The former ambassador also started a nonprofit group.

“After the political disappointment of 2010, I decided to do something for Haiti that would outlive me. I saw that Haiti was becoming a desert — worse than the earthquake because the earthquake affected Port-au-Prince and surrounding areas, but the deforestation of Haiti is widespread.”

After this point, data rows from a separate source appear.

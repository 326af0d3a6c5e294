#![allow(dead_code)]

use axum::body::Body;
use axum::Router;
use http::{Request, StatusCode};
use serde::de::DeserializeOwned;
use serde::Serialize;
use serde_json::Value;
use tower::ServiceExt;

use dataroom_daemon::http_server;
use dataroom_daemon::{ServiceConfig, ServiceState};

/// Run `RUST_LOG=debug cargo test` to see handler logs.
pub fn init_tracing() {
    let _ = tracing_subscriber::fmt()
        .with_env_filter(tracing_subscriber::EnvFilter::from_default_env())
        .with_test_writer()
        .try_init();
}

/// The full router over an in-memory database and blob store.
pub async fn app() -> (Router, ServiceState) {
    init_tracing();
    let config = ServiceConfig::ephemeral(5001);
    let state = ServiceState::from_config(&config).await.unwrap();
    let http_config = http_server::Config::new("127.0.0.1:5001".parse().unwrap(), None);
    (http_server::router(http_config, state.clone()), state)
}

async fn send(app: &Router, request: Request<Body>) -> (StatusCode, Vec<u8>) {
    let response = app.clone().oneshot(request).await.unwrap();
    let status = response.status();
    let body = axum::body::to_bytes(response.into_body(), usize::MAX)
        .await
        .unwrap();
    (status, body.to_vec())
}

pub async fn post_json<B: Serialize>(app: &Router, path: &str, body: &B) -> (StatusCode, Value) {
    let request = Request::builder()
        .method("POST")
        .uri(path)
        .header("content-type", "application/json")
        .body(Body::from(serde_json::to_vec(body).unwrap()))
        .unwrap();
    let (status, body) = send(app, request).await;
    let value = if body.is_empty() {
        Value::Null
    } else {
        serde_json::from_slice(&body).unwrap_or_else(|_| Value::String(String::from_utf8_lossy(&body).into()))
    };
    (status, value)
}

/// POST and decode a successful response.
pub async fn call<B: Serialize, T: DeserializeOwned>(app: &Router, path: &str, body: &B) -> T {
    let (status, value) = post_json(app, path, body).await;
    assert!(status.is_success(), "{} -> {}: {}", path, status, value);
    serde_json::from_value(value).unwrap()
}

pub async fn post_bytes(app: &Router, path: &str, data: &[u8]) -> (StatusCode, Vec<u8>) {
    let request = Request::builder()
        .method("POST")
        .uri(path)
        .header("content-type", "application/pdf")
        .body(Body::from(data.to_vec()))
        .unwrap();
    send(app, request).await
}

pub async fn get(app: &Router, path: &str) -> (StatusCode, Vec<u8>) {
    let request = Request::builder()
        .method("GET")
        .uri(path)
        .body(Body::empty())
        .unwrap();
    send(app, request).await
}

His once-lush tropical homeland has become an “ecological disaster,” said Joseph, with every avalanche washing tons of topsoil into the sea, and toxic pollutants contaminating marine life. The retired diplomat’s response was to form A Dollar A Tree for Haiti — a Maryland-based 501(c)(3) corporation aimed at raising money to reforest the country. The organization also has a website,

“This project has become more than putting a seedling in the ground. It has been a source of employment. It is targeting students who are being encouraged at a young age to be interested in agronomy and reforestation,” he explained. “Eventually, this project will provide a source of revenue from fruits and vegetables for the new entrepreneurs.”

Joseph said that with the $40,000 his group has been able to raise in the last two years, ADATH has managed to plant more than 20,000 trees, build a major nursery, secure 30 acres of land for a pilot project, provide jobs for more than a dozen people, and get students and teachers involved in planting trees.

“Let me end tonight with the famous Chinese proverb that has serious value to me and aligns so beautifully with what we’ve been discussing tonight,” he concluded. “The best time to plant a tree was 20 years ago. The second-best time is now. Let us begin today.”